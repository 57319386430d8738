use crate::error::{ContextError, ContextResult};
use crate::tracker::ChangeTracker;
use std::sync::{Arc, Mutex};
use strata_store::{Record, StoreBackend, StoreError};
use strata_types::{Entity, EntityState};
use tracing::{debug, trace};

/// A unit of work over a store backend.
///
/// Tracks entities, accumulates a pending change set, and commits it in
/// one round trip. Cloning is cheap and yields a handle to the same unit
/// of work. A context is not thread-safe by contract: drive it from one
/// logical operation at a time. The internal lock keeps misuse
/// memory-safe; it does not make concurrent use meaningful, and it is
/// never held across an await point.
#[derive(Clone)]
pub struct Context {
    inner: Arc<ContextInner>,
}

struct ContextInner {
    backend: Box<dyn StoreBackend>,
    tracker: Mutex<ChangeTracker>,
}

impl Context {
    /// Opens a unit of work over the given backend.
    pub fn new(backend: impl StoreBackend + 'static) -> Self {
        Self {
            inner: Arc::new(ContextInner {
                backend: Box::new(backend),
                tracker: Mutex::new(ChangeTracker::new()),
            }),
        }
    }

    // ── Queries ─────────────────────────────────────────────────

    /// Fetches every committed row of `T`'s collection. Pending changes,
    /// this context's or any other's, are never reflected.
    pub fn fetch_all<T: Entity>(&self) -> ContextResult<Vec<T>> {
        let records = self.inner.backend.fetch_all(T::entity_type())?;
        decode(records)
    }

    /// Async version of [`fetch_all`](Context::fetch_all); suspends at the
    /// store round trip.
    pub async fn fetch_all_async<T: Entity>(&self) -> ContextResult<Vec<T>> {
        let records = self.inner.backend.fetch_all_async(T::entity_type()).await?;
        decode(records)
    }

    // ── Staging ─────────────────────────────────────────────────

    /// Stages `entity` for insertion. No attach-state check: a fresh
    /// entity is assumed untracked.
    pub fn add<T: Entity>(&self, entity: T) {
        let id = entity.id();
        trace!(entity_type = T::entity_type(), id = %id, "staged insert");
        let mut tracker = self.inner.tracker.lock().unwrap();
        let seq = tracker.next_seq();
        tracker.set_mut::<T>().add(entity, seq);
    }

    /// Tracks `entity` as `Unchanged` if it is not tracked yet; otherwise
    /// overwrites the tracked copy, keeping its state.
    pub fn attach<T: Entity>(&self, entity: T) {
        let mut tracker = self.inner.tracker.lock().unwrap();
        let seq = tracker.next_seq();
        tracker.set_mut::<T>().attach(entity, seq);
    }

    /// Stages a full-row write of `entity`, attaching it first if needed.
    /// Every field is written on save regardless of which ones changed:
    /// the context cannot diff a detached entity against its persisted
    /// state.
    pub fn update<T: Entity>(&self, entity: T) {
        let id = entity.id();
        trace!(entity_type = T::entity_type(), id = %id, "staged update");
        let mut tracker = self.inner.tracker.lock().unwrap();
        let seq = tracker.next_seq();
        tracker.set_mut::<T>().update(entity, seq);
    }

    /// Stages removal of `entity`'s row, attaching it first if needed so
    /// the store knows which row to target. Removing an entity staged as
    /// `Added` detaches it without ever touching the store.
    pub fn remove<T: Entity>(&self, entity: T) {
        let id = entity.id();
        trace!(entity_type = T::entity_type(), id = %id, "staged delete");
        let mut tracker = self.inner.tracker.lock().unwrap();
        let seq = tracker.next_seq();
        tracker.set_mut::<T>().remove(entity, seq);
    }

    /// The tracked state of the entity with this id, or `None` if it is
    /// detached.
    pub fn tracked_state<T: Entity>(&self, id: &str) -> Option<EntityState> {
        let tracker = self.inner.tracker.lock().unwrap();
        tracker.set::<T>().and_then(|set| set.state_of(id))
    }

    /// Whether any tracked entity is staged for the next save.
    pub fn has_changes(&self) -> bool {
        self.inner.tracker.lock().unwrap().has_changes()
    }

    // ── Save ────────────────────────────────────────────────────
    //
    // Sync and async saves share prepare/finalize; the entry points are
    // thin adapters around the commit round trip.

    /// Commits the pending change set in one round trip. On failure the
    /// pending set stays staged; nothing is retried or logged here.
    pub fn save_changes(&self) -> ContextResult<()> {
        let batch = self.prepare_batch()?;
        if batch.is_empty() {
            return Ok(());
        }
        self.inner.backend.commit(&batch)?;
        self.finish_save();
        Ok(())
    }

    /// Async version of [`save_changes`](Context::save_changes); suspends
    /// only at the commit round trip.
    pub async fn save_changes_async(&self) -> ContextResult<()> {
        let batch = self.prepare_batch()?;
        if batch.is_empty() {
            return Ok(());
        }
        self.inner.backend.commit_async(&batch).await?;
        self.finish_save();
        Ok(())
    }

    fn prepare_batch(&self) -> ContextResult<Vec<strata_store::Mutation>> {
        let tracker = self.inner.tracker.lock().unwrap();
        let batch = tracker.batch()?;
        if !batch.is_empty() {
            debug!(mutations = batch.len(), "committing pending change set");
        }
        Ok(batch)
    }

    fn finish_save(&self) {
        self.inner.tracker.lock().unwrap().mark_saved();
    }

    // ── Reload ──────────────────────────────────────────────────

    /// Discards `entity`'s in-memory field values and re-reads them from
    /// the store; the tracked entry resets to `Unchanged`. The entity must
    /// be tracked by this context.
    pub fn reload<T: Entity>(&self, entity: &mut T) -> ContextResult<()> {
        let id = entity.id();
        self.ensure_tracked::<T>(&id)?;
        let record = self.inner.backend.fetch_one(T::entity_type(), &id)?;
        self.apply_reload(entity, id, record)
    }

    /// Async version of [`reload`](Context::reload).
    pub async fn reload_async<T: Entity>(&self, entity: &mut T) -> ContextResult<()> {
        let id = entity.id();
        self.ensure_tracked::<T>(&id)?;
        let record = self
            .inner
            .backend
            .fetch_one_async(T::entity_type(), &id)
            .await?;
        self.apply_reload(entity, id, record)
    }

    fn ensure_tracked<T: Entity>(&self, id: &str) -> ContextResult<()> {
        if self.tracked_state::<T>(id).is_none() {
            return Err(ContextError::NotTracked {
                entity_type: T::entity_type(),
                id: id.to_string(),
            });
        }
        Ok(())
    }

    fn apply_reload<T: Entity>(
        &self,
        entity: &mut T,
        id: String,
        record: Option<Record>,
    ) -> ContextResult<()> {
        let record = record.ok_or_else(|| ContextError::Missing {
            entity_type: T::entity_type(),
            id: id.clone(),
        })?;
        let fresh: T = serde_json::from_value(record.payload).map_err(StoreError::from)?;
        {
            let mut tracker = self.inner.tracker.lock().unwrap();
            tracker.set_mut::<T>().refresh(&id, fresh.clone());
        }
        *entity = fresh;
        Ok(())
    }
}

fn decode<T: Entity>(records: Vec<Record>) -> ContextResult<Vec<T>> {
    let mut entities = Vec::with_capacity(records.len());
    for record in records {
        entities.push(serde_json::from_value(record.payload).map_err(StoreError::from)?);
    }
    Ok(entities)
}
☆ ☆ ☆ ☆
WHAT TO WORK ON —
Write down how many lines in the data contain "safe". Add nothing else.

EXPECTED OUTPUT —
2